First published: 05 March 2018

Reference 
Samuels, A. (2018). “This Path Is Full of Thorns”: Narrative, Subjunctivity, and HIV in Indonesia. Ethos46(1), 95-114.
In this article, I focus on the active fostering of subjunctivity in processes of narrative worldmaking. Drawing extensively from the narrative of an HIV‐positive woman in Indonesia, I show that by subjunctively leaving open multiple narrative trajectories and future possibilities, individuals may navigate the ethical complexities of their lives and maintain relationships with the world and others while staying true to the things that really matter to them. I suggest that although entertaining a range of possible future trajectories may involve constructing several alternative narrative plots, most of the time there is no plot to be followed, and not determining future parallel plots may be more helpful in balancing conflicting ethical demands. By not imagining clear beginnings and endings of narratives yet actively retaining narrative possibilities, values that may seem incompatible in the present may then all be kept open for future moral striving. [narrative, subjunctivity, ethics, HIV]

Full paper in 
https://anthrosource.onlinelibrary.wiley.com/doi/full/10.1111/etho.12194

Conclusion

Anthropological studies of the subjunctive elements in narratives have shown that people may retain multiple narrative perspectives on the beginnings and futures of their life trajectories to make sense of the difficult situations in which they find themselves (Garro 2003; Good 1994; Good and Good 1994; Mattingly 2014; Whyte 2002). Drawing on Tabinda's narrative of struggle with illness, marriage, and poverty, I have argued that narrators not only actively employ subjunctivity to give meaning to experience, but also to navigate relationships of value in the world in acts of narrative worldmaking. The subjunctive character of narrative performances may help to stay true to multiple things that really matter, even though these things may present conflicting moral demands. Although entertaining a range of possible past and future trajectories may involve constructing different parallel narrative plots (Mattingly 2014, 124), it may also leave these possibilities plotless, indeterminate, and open to the options available in the process of balancing values and social relations with the world and others.
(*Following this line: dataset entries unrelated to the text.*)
// Copyright (c) 2025 Felix Kahle.
//
// Permission is hereby granted, free of charge, to any person obtaining
// a copy of this software and associated documentation files (the
// "Software"), to deal in the Software without restriction, including
// without limitation the rights to use, copy, modify, merge, publish,
// distribute, sublicense, and/or sell copies of the Software, and to
// permit persons to whom the Software is furnished to do so, subject to
// the following conditions:
//
// The above copyright notice and this permission notice shall be
// included in all copies or substantial portions of the Software.
//
// THE SOFTWARE IS PROVIDED "AS IS", WITHOUT WARRANTY OF ANY KIND,
// EXPRESS OR IMPLIED, INCLUDING BUT NOT LIMITED TO THE WARRANTIES OF
// MERCHANTABILITY, FITNESS FOR A PARTICULAR PURPOSE AND
// NONINFRINGEMENT. IN NO EVENT SHALL THE AUTHORS OR COPYRIGHT HOLDERS BE
// LIABLE FOR ANY CLAIM, DAMAGES OR OTHER LIABILITY, WHETHER IN AN ACTION
// OF CONTRACT, TORT OR OTHERWISE, ARISING FROM, OUT OF OR IN CONNECTION
// WITH THE SOFTWARE OR THE USE OR OTHER DEALINGS IN THE SOFTWARE.

use std::fmt::Display;

/// A stack column of the yard, addressed by row and bay.
///
/// All slots of a column share the same `(row, bay)` pair and differ
/// only in tier; containers within a column obey gravity (no gaps).
#[derive(Debug, Clone, Copy, PartialEq, Eq, PartialOrd, Ord, Hash)]
pub struct Column {
    row: usize,
    bay: usize,
}

impl Column {
    #[inline]
    pub const fn new(row: usize, bay: usize) -> Self {
        Column { row, bay }
    }

    #[inline]
    pub const fn row(self) -> usize {
        self.row
    }

    #[inline]
    pub const fn bay(self) -> usize {
        self.bay
    }
}

impl Display for Column {
    fn fmt(&self, f: &mut std::fmt::Formatter<'_>) -> std::fmt::Result {
        write!(f, "Column({}, {})", self.row, self.bay)
    }
}

/// A single slot of the yard grid: a column plus a tier.
///
/// Tier `0` is the floor. The "workstation" (out of yard) has no slot;
/// callers model it as `Option<SlotPosition>::None`.
#[derive(Debug, Clone, Copy, PartialEq, Eq, PartialOrd, Ord, Hash)]
pub struct SlotPosition {
    row: usize,
    bay: usize,
    tier: usize,
}

impl SlotPosition {
    #[inline]
    pub const fn new(row: usize, bay: usize, tier: usize) -> Self {
        SlotPosition { row, bay, tier }
    }

    #[inline]
    pub const fn row(self) -> usize {
        self.row
    }

    #[inline]
    pub const fn bay(self) -> usize {
        self.bay
    }

    #[inline]
    pub const fn tier(self) -> usize {
        self.tier
    }

    #[inline]
    pub const fn column(self) -> Column {
        Column::new(self.row, self.bay)
    }

    #[inline]
    pub const fn above(self) -> SlotPosition {
        SlotPosition::new(self.row, self.bay, self.tier + 1)
    }
}

impl Display for SlotPosition {
    fn fmt(&self, f: &mut std::fmt::Formatter<'_>) -> std::fmt::Result {
        write!(f, "({};{};{})", self.row, self.bay, self.tier)
    }
}

impl From<(usize, usize, usize)> for SlotPosition {
    #[inline]
    fn from((row, bay, tier): (usize, usize, usize)) -> Self {
        SlotPosition::new(row, bay, tier)
    }
}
By not imagining clear beginnings and endings of narratives yet actively retaining narrative possibilities and even embracing the mysterious, values that may seem incompatible in the present—such as, in Tabinda's narrative, a good marriage and pursuing health care, or being a good mother and having a stable household—may all be kept open for future moral striving.
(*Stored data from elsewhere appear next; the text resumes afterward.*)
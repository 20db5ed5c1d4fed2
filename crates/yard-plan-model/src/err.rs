// Copyright (c) 2025 Felix Kahle.
//
// Permission is hereby granted, free of charge, to any person obtaining
// a copy of this software and associated documentation files (the
// "Software"), to deal in the Software without restriction, including
// without limitation the rights to use, copy, modify, merge, publish,
// distribute, sublicense, and/or sell copies of the Software, and to
// permit persons to whom the Software is furnished to do so, subject to
// the following conditions:
//
// The above copyright notice and this permission notice shall be
// included in all copies or substantial portions of the Software.
//
// THE SOFTWARE IS PROVIDED "AS IS", WITHOUT WARRANTY OF ANY KIND,
// EXPRESS OR IMPLIED, INCLUDING BUT NOT LIMITED TO THE WARRANTIES OF
// MERCHANTABILITY, FITNESS FOR A PARTICULAR PURPOSE AND
// NONINFRINGEMENT. IN NO EVENT SHALL THE AUTHORS OR COPYRIGHT HOLDERS BE
// LIABLE FOR ANY CLAIM, DAMAGES OR OTHER LIABILITY, WHETHER IN AN ACTION
// OF CONTRACT, TORT OR OTHERWISE, ARISING FROM, OUT OF OR IN CONNECTION
// WITH THE SOFTWARE OR THE USE OR OTHER DEALINGS IN THE SOFTWARE.

use crate::{id::ContainerId, yard::LayoutError};
use std::fmt::Display;

/// Failure while reading one of the instance CSV files.
#[derive(Debug)]
pub enum LoadError {
    Io(std::io::Error),
    Csv(csv::Error),
    Layout(LayoutError),
    /// The config file parsed but contained no data row.
    EmptyConfig,
    /// The snapshot lists the same container id twice.
    DuplicateContainer(ContainerId),
}

impl Display for LoadError {
    fn fmt(&self, f: &mut std::fmt::Formatter<'_>) -> std::fmt::Result {
        match self {
            LoadError::Io(e) => write!(f, "I/O error: {e}"),
            LoadError::Csv(e) => write!(f, "CSV error: {e}"),
            LoadError::Layout(e) => write!(f, "Invalid yard configuration: {e}"),
            LoadError::EmptyConfig => write!(f, "Configuration file contains no data row"),
            LoadError::DuplicateContainer(id) => {
                write!(f, "Snapshot lists {id} more than once")
            }
        }
    }
}

impl std::error::Error for LoadError {
    fn source(&self) -> Option<&(dyn std::error::Error + 'static)> {
        match self {
            LoadError::Io(e) => Some(e),
            LoadError::Csv(e) => Some(e),
            LoadError::Layout(e) => Some(e),
            _ => None,
        }
    }
}

impl From<std::io::Error> for LoadError {
    fn from(e: std::io::Error) -> Self {
        LoadError::Io(e)
    }
}

impl From<csv::Error> for LoadError {
    fn from(e: csv::Error) -> Self {
        LoadError::Csv(e)
    }
}

impl From<LayoutError> for LoadError {
    fn from(e: LayoutError) -> Self {
        LoadError::Layout(e)
    }
}

/// Failure while writing the mission-plan CSV.
#[derive(Debug)]
pub enum EmitError {
    Io(std::io::Error),
    Csv(csv::Error),
}

impl Display for EmitError {
    fn fmt(&self, f: &mut std::fmt::Formatter<'_>) -> std::fmt::Result {
        match self {
            EmitError::Io(e) => write!(f, "I/O error: {e}"),
            EmitError::Csv(e) => write!(f, "CSV error: {e}"),
        }
    }
}

impl std::error::Error for EmitError {
    fn source(&self) -> Option<&(dyn std::error::Error + 'static)> {
        match self {
            EmitError::Io(e) => Some(e),
            EmitError::Csv(e) => Some(e),
        }
    }
}

impl From<std::io::Error> for EmitError {
    fn from(e: std::io::Error) -> Self {
        EmitError::Io(e)
    }
}

impl From<csv::Error> for EmitError {
    fn from(e: csv::Error) -> Self {
        EmitError::Csv(e)
    }
}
In times of AIDS, people around the world may hold on to different interpretations of the illness that strikes them as well as a range of options for treatment, nurturing hope, desire, and optimism amidst conditions of uncertainty, anxiety, and pain (see, e.g., Whyte 2002; Wood and Lambert 2008). An HIV diagnosis itself may not offer certainty—something the people involved may indeed not all strive for (cf. Pinto 2012). Diagnosis, in Tabinda's narrative, is one event of contestation that she frames both within the parameters of biomedical discourse (calling into question the validity of the blood test) and outside of it (referring to a divine whispering as a potentially more reliable source of knowledge). Arguably, a future positive test result may similarly not foreclose other diagnostic possibilities (cf. Whyte 2002, 180). It is Tabinda's active investment in these options that gives “creative potency” to her narrative experience (Good 1994, 153).
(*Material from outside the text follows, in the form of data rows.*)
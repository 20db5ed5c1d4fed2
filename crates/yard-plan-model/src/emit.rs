// Copyright (c) 2025 Felix Kahle.
//
// Permission is hereby granted, free of charge, to any person obtaining
// a copy of this software and associated documentation files (the
// "Software"), to deal in the Software without restriction, including
// without limitation the rights to use, copy, modify, merge, publish,
// distribute, sublicense, and/or sell copies of the Software, and to
// permit persons to whom the Software is furnished to do so, subject to
// the following conditions:
//
// The above copyright notice and this permission notice shall be
// included in all copies or substantial portions of the Software.
//
// THE SOFTWARE IS PROVIDED "AS IS", WITHOUT WARRANTY OF ANY KIND,
// EXPRESS OR IMPLIED, INCLUDING BUT NOT LIMITED TO THE WARRANTIES OF
// MERCHANTABILITY, FITNESS FOR A PARTICULAR PURPOSE AND
// NONINFRINGEMENT. IN NO EVENT SHALL THE AUTHORS OR COPYRIGHT HOLDERS BE
// LIABLE FOR ANY CLAIM, DAMAGES OR OTHER LIABILITY, WHETHER IN AN ACTION
// OF CONTRACT, TORT OR OTHERWISE, ARISING FROM, OUT OF OR IN CONNECTION
// WITH THE SOFTWARE OR THE USE OR OTHER DEALINGS IN THE SOFTWARE.

use crate::{err::EmitError, mission::Mission};
use std::{fs::File, io::Write, path::Path};

const HEADER: [&str; 9] = [
    "mission_no",
    "mission_type",
    "batch_id",
    "parent_carrier_id",
    "source_position",
    "dest_position",
    "mission_priority",
    "mission_status",
    "created_time",
];

/// Writes the planned mission log as `output_missions.csv` rows.
pub fn write_missions<W: Write>(writer: W, missions: &[Mission]) -> Result<(), EmitError> {
    let mut wtr = csv::Writer::from_writer(writer);
    wtr.write_record(HEADER)?;
    for mission in missions {
        wtr.write_record([
            mission.mission_no().to_string(),
            mission.kind().to_string(),
            mission.batch_id().value().to_string(),
            mission.container_id().value().to_string(),
            mission.src_label(),
            mission.dst_label(),
            mission.priority().to_string(),
            mission.status().to_string(),
            mission.created_time().to_string(),
        ])?;
    }
    wtr.flush()?;
    Ok(())
}

pub fn write_missions_path(
    path: impl AsRef<Path>,
    missions: &[Mission],
) -> Result<(), EmitError> {
    write_missions(File::create(path)?, missions)
}

#[cfg(test)]
mod tests {
    use super::*;
    use crate::{
        id::{BatchId, ContainerId},
        mission::renumber_missions,
    };
    use yard_plan_core::slot::SlotPosition;

    #[test]
    fn emits_header_and_rendered_positions() {
        let batch = BatchId::new(20260117);
        let mut log = vec![
            Mission::target(batch, ContainerId::new(2), Some(SlotPosition::new(0, 0, 1))),
            Mission::back_into_yard(batch, ContainerId::new(2), SlotPosition::new(0, 0, 1)),
        ];
        renumber_missions(&mut log, 1_705_363_200);

        let mut out = Vec::new();
        write_missions(&mut out, &log).unwrap();
        let text = String::from_utf8(out).unwrap();

        let mut lines = text.lines();
        assert_eq!(
            lines.next().unwrap(),
            "mission_no,mission_type,batch_id,parent_carrier_id,source_position,\
dest_position,mission_priority,mission_status,created_time"
        );
        assert_eq!(
            lines.next().unwrap(),
            "1,target,20260117,2,(0;0;1),work station,1,PLANNED,1705363200"
        );
        assert_eq!(
            lines.next().unwrap(),
            "2,return,20260117,2,work station,(0;0;1),2,PLANNED,1705363230"
        );
        assert_eq!(lines.next(), None);
    }
}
Yet, Tabinda's narrative also shows that although subjunctivity may provide a mode of narrative that helps one attune to the world while staying fidelious to what really matters (cf. Zigon 2014a)—this is by no means an easy process. Keeping open multiple narrative possibilities, including those of mysterious or otherwise spiritual intervention, also means retaining the anxiety of uncertainty and the possibility of failure. Yet, sometimes, it is the indeterminacy offered by the subjunctive that may help people to go on in the face of adversity and aspire for a better life.